Here’s the hard truth: students do not get paid in medical school! Even worse, you’ll likely borrow up to $25,000 a year. Medical students who receive money during medical school have either part-time jobs or a Health Professions Scholarship Program (HPSP).

However, graduates can earn from $51,000 to $66,000 a year during medical residency!

The Difference Between Med School And Residency

There’s a lot of misinformation about medical school and postgraduate training.

Let me get this straight: medical residency is the in-hospital or in-clinic training that begins after completing medical school.

In many programs, it is only after a year of internship that interns enter residency. After three years of junior residency, the resident can become a senior resident doctor.

Graduates Get Paid During Medical Residency

During medical residency, students get paid because they work as a doctor, but only a little.

  • Medical residents earn an average of $63,400 a year. Those in their sixth through eighth years of medical residency earn more. During the years of training, salary increases at about 3 to 5k per year.
  • This translates to an average hourly pay of $20 per hour for those in the 10th percentile, while those in the 90th percentile get the highest rate of $31 per hour. 

While trainees in specializations such as allergy, hematology, rheumatology, and immunology average an annual salary of $69,500, those who train in family medicine earn $58,500 per annum. Surgical specialties typically pay more.

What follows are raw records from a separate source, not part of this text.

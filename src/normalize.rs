//! Response Normalizer
//!
//! Flattens compact-data series into uniform records. Series and their
//! observations may each arrive as a single object or as an array; both are
//! coerced through [`OneOrMany`] before processing. Every record carries the
//! series' scalar attributes followed by one observation's fields, with names
//! lower-cased and the `@` marker stripped.

use rust_decimal::Decimal;
use serde::{Deserialize, Serialize};
use serde_json::{Map, Value};
use std::collections::BTreeMap;
use std::str::FromStr;

use crate::one_or_many::OneOrMany;

/// Normalization errors
#[derive(Debug, Clone, PartialEq, Eq, thiserror::Error)]
pub enum NormalizeError {
    /// The query matched no series
    #[error("no data found for this query; relax the filters or the year range and try again")]
    EmptyResult,

    /// A series attribute or observation field is not a scalar
    #[error("internal consistency failure: field '{field}' holds a nested value")]
    NestedAttribute { field: String },

    /// Payload is not shaped like compact data
    #[error("unexpected payload shape: {0}")]
    Shape(String),
}

/// Result type for normalization
pub type NormalizeResult<T> = Result<T, NormalizeError>;

/// A scalar field value
#[derive(Debug, Clone, PartialEq, Eq, Serialize, Deserialize)]
#[serde(untagged)]
pub enum Scalar {
    /// Absent in this record
    Null,
    /// Boolean
    Bool(bool),
    /// Number
    Number(serde_json::Number),
    /// Text
    Text(String),
}

impl Scalar {
    /// Textual form, `None` for `Null`
    pub fn as_text(&self) -> Option<String> {
        match self {
            Self::Null => None,
            Self::Bool(b) => Some(b.to_string()),
            Self::Number(n) => Some(n.to_string()),
            Self::Text(s) => Some(s.clone()),
        }
    }

    fn from_value(field: &str, value: Value) -> NormalizeResult<Self> {
        match value {
            Value::Null => Ok(Self::Null),
            Value::Bool(b) => Ok(Self::Bool(b)),
            Value::Number(n) => Ok(Self::Number(n)),
            Value::String(s) => Ok(Self::Text(s)),
            Value::Array(_) | Value::Object(_) => Err(NormalizeError::NestedAttribute {
                field: field.to_string(),
            }),
        }
    }
}

/// One series attribute set joined with one observation
#[derive(Debug, Clone, Default, PartialEq, Eq, Serialize, Deserialize)]
#[serde(transparent)]
pub struct FlatRecord {
    fields: BTreeMap<String, Scalar>,
}

impl FlatRecord {
    /// Value of a field
    pub fn get(&self, field: &str) -> Option<&Scalar> {
        self.fields.get(field)
    }

    /// Text of a field, `None` when absent or null
    pub fn text(&self, field: &str) -> Option<String> {
        self.get(field).and_then(Scalar::as_text)
    }

    /// Parse a numeric field such as `obs_value`
    pub fn decimal(&self, field: &str) -> Option<Decimal> {
        let text = self.text(field)?;
        Decimal::from_str(&text)
            .or_else(|_| Decimal::from_scientific(&text))
            .ok()
    }

    /// Field names
    pub fn fields(&self) -> impl Iterator<Item = &str> {
        self.fields.keys().map(String::as_str)
    }

    /// Number of fields
    pub fn len(&self) -> usize {
        self.fields.len()
    }

    /// Whether the record has no fields
    pub fn is_empty(&self) -> bool {
        self.fields.is_empty()
    }
}

/// Records from one query sharing one column set
#[derive(Debug, Clone, Default, PartialEq, Eq, Serialize, Deserialize)]
pub struct RecordSet {
    /// Column names in first-seen order
    pub columns: Vec<String>,
    /// Records, each holding every column
    pub records: Vec<FlatRecord>,
}

impl RecordSet {
    /// Number of records
    pub fn len(&self) -> usize {
        self.records.len()
    }

    /// Whether there are no records
    pub fn is_empty(&self) -> bool {
        self.records.is_empty()
    }

    /// Iterate records
    pub fn iter(&self) -> std::slice::Iter<'_, FlatRecord> {
        self.records.iter()
    }
}

impl<'a> IntoIterator for &'a RecordSet {
    type Item = &'a FlatRecord;
    type IntoIter = std::slice::Iter<'a, FlatRecord>;

    fn into_iter(self) -> Self::IntoIter {
        self.records.iter()
    }
}

#[derive(Debug, Deserialize)]
struct SeriesNode {
    #[serde(rename = "Obs", default)]
    obs: Option<OneOrMany<Map<String, Value>>>,
    #[serde(flatten)]
    attributes: Map<String, Value>,
}

/// Lower-case a field name and strip its `@` marker
pub fn normalize_field_name(name: &str) -> String {
    name.trim_start_matches('@').to_lowercase()
}

/// Locate `CompactData.DataSet.Series` in a compact-data response
///
/// A missing, null or empty `Series` is an empty result.
pub fn extract_series(payload: &Value) -> NormalizeResult<&Value> {
    let Some(series) = payload.pointer("/CompactData/DataSet/Series") else {
        return Err(NormalizeError::EmptyResult);
    };
    match series {
        Value::Null => Err(NormalizeError::EmptyResult),
        Value::Array(items) if items.is_empty() => Err(NormalizeError::EmptyResult),
        Value::Object(map) if map.is_empty() => Err(NormalizeError::EmptyResult),
        Value::Array(_) | Value::Object(_) => Ok(series),
        other => Err(NormalizeError::Shape(format!(
            "Series must be an object or an array, got {other}"
        ))),
    }
}

fn push_column(columns: &mut Vec<String>, name: &str) {
    if !columns.iter().any(|c| c == name) {
        columns.push(name.to_string());
    }
}

/// Flatten a `Series` node into records
pub fn normalize(raw_series: &Value) -> NormalizeResult<RecordSet> {
    let series: OneOrMany<SeriesNode> = serde_json::from_value(raw_series.clone())
        .map_err(|e| NormalizeError::Shape(e.to_string()))?;

    let mut columns = Vec::new();
    let mut records = Vec::new();

    for node in series.into_list() {
        let mut base = BTreeMap::new();
        for (key, value) in node.attributes {
            let name = normalize_field_name(&key);
            let scalar = Scalar::from_value(&key, value)?;
            push_column(&mut columns, &name);
            base.insert(name, scalar);
        }

        let observations = node.obs.map(OneOrMany::into_list).unwrap_or_default();
        for obs in observations {
            let mut fields = base.clone();
            for (key, value) in obs {
                let name = normalize_field_name(&key);
                let scalar = Scalar::from_value(&key, value)?;
                push_column(&mut columns, &name);
                fields.insert(name, scalar);
            }
            records.push(FlatRecord { fields });
        }
    }

    for record in &mut records {
        for column in &columns {
            record
                .fields
                .entry(column.clone())
                .or_insert(Scalar::Null);
        }
    }

    Ok(RecordSet { columns, records })
}

/// Locate and flatten the series of a compact-data response
pub fn normalize_response(payload: &Value) -> NormalizeResult<RecordSet> {
    normalize(extract_series(payload)?)
}
//! Public data-retrieval calls
//!
//! [`ImfClient`] runs the pipeline for one logical query strictly in
//! sequence: validate input, resolve dimensions, build the URL, fetch,
//! normalize, and optionally attach metadata. Input validation always
//! happens before the first request.

use serde::{Deserialize, Serialize};
use serde_json::Value;
use tracing::{debug, info};

use crate::config::ClientConfig;
use crate::dimensions::{validate_dataset_id, DimensionResolver, DimensionSchema, ParameterDef};
use crate::error::{ImfError, ImfResult};
use crate::metadata::{extract_metadata, MetadataHeader};
use crate::metrics::QueryMetrics;
use crate::normalize::{extract_series, normalize, RecordSet};
use crate::one_or_many::OneOrMany;
use crate::query::{build_query, BuiltQuery, FilterSet, QueryWarning, YearRange};
use crate::transport::Transport;

/// One entry of the dataset catalog
#[derive(Debug, Clone, PartialEq, Eq, Serialize, Deserialize)]
pub struct DatasetInfo {
    /// Dataset id
    pub dataset_id: String,
    /// Dataset name
    pub description: String,
}

#[derive(Debug, Deserialize)]
struct CatalogDocument {
    #[serde(rename = "Structure")]
    structure: CatalogStructure,
}

#[derive(Debug, Deserialize)]
struct CatalogStructure {
    #[serde(rename = "Dataflows")]
    dataflows: DataflowsNode,
}

#[derive(Debug, Deserialize)]
struct DataflowsNode {
    #[serde(rename = "Dataflow", default)]
    dataflow: OneOrMany<DataflowNode>,
}

#[derive(Debug, Deserialize)]
struct DataflowNode {
    #[serde(rename = "KeyFamilyRef")]
    key_family_ref: KeyFamilyRef,
    #[serde(rename = "Name")]
    name: NameNode,
}

#[derive(Debug, Deserialize)]
struct KeyFamilyRef {
    #[serde(rename = "KeyFamilyID")]
    key_family_id: String,
}

#[derive(Debug, Deserialize)]
struct NameNode {
    #[serde(rename = "#text")]
    text: String,
}

/// Parse a dataflow catalog document
pub fn parse_catalog(json: Value) -> ImfResult<Vec<DatasetInfo>> {
    let doc: CatalogDocument =
        serde_json::from_value(json).map_err(|e| ImfError::Catalog(e.to_string()))?;
    Ok(doc
        .structure
        .dataflows
        .dataflow
        .into_list()
        .into_iter()
        .map(|flow| DatasetInfo {
            dataset_id: flow.key_family_ref.key_family_id,
            description: flow.name.text,
        })
        .collect())
}

/// A dataset request
#[derive(Debug, Clone, Default, PartialEq, Eq)]
pub struct DatasetQuery {
    /// Dataset id
    pub dataset_id: String,
    /// Requested codes per dimension
    pub filters: FilterSet,
    /// Four-digit start year
    pub start_year: Option<String>,
    /// Four-digit end year
    pub end_year: Option<String>,
    /// Return the raw `Series` payload instead of records
    pub return_raw: bool,
    /// Attach the metadata header
    pub include_metadata: bool,
}

impl DatasetQuery {
    /// Query for a whole dataset
    pub fn new(dataset_id: impl Into<String>) -> Self {
        Self {
            dataset_id: dataset_id.into(),
            ..Self::default()
        }
    }

    /// Filter a dimension on the given codes
    pub fn filter<I, S>(mut self, dimension: impl Into<String>, codes: I) -> Self
    where
        I: IntoIterator<Item = S>,
        S: Into<String>,
    {
        self.filters.insert(dimension, codes);
        self
    }

    /// Set the start year
    pub fn start_year(mut self, year: impl Into<String>) -> Self {
        self.start_year = Some(year.into());
        self
    }

    /// Set the end year
    pub fn end_year(mut self, year: impl Into<String>) -> Self {
        self.end_year = Some(year.into());
        self
    }

    /// Return the raw payload
    pub fn raw(mut self, return_raw: bool) -> Self {
        self.return_raw = return_raw;
        self
    }

    /// Attach the metadata header
    pub fn with_metadata(mut self, include_metadata: bool) -> Self {
        self.include_metadata = include_metadata;
        self
    }
}

/// Dataset payload
#[derive(Debug, Clone, PartialEq)]
pub enum DatasetData {
    /// Flattened records
    Table(RecordSet),
    /// `CompactData.DataSet.Series` as received
    Raw(Value),
}

impl DatasetData {
    /// Records, if the payload was flattened
    pub fn table(&self) -> Option<&RecordSet> {
        match self {
            Self::Table(set) => Some(set),
            Self::Raw(_) => None,
        }
    }

    /// Raw payload, if flattening was skipped
    pub fn raw(&self) -> Option<&Value> {
        match self {
            Self::Raw(value) => Some(value),
            Self::Table(_) => None,
        }
    }
}

/// Result of a dataset request
#[derive(Debug, Clone, PartialEq)]
pub struct DatasetResponse {
    /// Data
    pub data: DatasetData,
    /// Metadata header, when requested
    pub metadata: Option<MetadataHeader>,
    /// Compact-data URL that was fetched
    pub url: String,
    /// Non-fatal findings from query building
    pub warnings: Vec<QueryWarning>,
}

/// Client for the IMF SDMX JSON service
#[derive(Debug, Clone)]
pub struct ImfClient {
    transport: Transport,
}

impl Default for ImfClient {
    fn default() -> Self {
        Self::new()
    }
}

impl ImfClient {
    /// Client on the process-wide configuration, HTTP client and rate limiter
    pub fn new() -> Self {
        Self::with_config(ClientConfig::global().clone())
    }

    /// Client on explicit settings, sharing the process-wide rate limiter
    pub fn with_config(config: ClientConfig) -> Self {
        Self::with_transport(Transport::shared(config))
    }

    /// Client on a prepared transport
    pub fn with_transport(transport: Transport) -> Self {
        Self { transport }
    }

    /// Underlying transport
    pub fn transport(&self) -> &Transport {
        &self.transport
    }

    fn resolver(&self) -> DimensionResolver<'_> {
        DimensionResolver::new(&self.transport)
    }

    /// List the datasets the service offers
    pub async fn list_datasets(&self) -> ImfResult<Vec<DatasetInfo>> {
        let url = self.transport.endpoints().dataflow();
        let response = self.transport.fetch(&url).await?;
        let datasets = parse_catalog(response.json)?;
        info!(count = datasets.len(), "Fetched dataset catalog");
        Ok(datasets)
    }

    /// Dimensions of a dataset with the codes each accepts
    pub async fn parameters(&self, dataset_id: &str) -> ImfResult<DimensionSchema> {
        Ok(self.resolver().resolve_dimensions(dataset_id, true).await?)
    }

    /// Parameter names and codelist descriptions, without fetching codes
    pub async fn parameter_defs(&self, dataset_id: &str, inputs_only: bool) -> ImfResult<Vec<ParameterDef>> {
        Ok(self.resolver().resolve_structure(dataset_id, inputs_only).await?)
    }

    /// Validate filters and build the compact-data URL
    pub async fn build_query(&self, dataset_id: &str, filters: &FilterSet, years: &YearRange) -> ImfResult<BuiltQuery> {
        validate_dataset_id(dataset_id)?;
        let schema = self.parameters(dataset_id).await?;
        Ok(build_query(self.transport.endpoints(), &schema, filters, years)?)
    }

    /// Fetch a dataset as records or as its raw payload
    pub async fn dataset(&self, query: &DatasetQuery) -> ImfResult<DatasetResponse> {
        let metrics = QueryMetrics::start(query.dataset_id.clone());
        let result = self.run_dataset(query).await;
        match &result {
            Ok(response) => {
                let records = response.data.table().map_or(0, RecordSet::len);
                metrics.record_success(records);
            }
            Err(e) => metrics.record_failure(&e.to_string()),
        }
        result
    }

    async fn run_dataset(&self, query: &DatasetQuery) -> ImfResult<DatasetResponse> {
        validate_dataset_id(&query.dataset_id)?;
        let years = YearRange::parse(query.start_year.as_deref(), query.end_year.as_deref())?;

        let built = self.build_query(&query.dataset_id, &query.filters, &years).await?;
        info!(dataset_id = %query.dataset_id, url = %built.url, "Requesting dataset");

        let response = self.transport.fetch(&built.url).await?;
        let series = extract_series(&response.json)?;

        let data = if query.return_raw {
            DatasetData::Raw(series.clone())
        } else {
            let table = normalize(series)?;
            debug!(
                dataset_id = %query.dataset_id,
                records = table.len(),
                columns = table.columns.len(),
                "Normalized dataset"
            );
            DatasetData::Table(table)
        };

        let metadata = if query.include_metadata {
            Some(extract_metadata(&self.transport, &built.url).await?)
        } else {
            None
        };

        Ok(DatasetResponse {
            data,
            metadata,
            url: built.url,
            warnings: built.warnings,
        })
    }

    /// Metadata header for a compact-data URL
    pub async fn metadata(&self, data_url: &str) -> ImfResult<MetadataHeader> {
        Ok(extract_metadata(&self.transport, data_url).await?)
    }
}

While this is about one-fourth of what a practicing physician earns, it is enough to rent a house or an apartment and pay for an acceptable standard of living during the training years. In addition, some internships and residencies provide meals during on-call hours.

The low pay for resident doctors in the United States is mainly because Medicare funds most residency programs, and the Medicare funds for training residents have been frozen since 1997

In addition, during their first year in residency, doctors do not generate revenue independently because they cannot bill for services independent of the attending physician supervising their practice.

The Bottom Line

Unless medical students find a job, they don’t get paid in medical school.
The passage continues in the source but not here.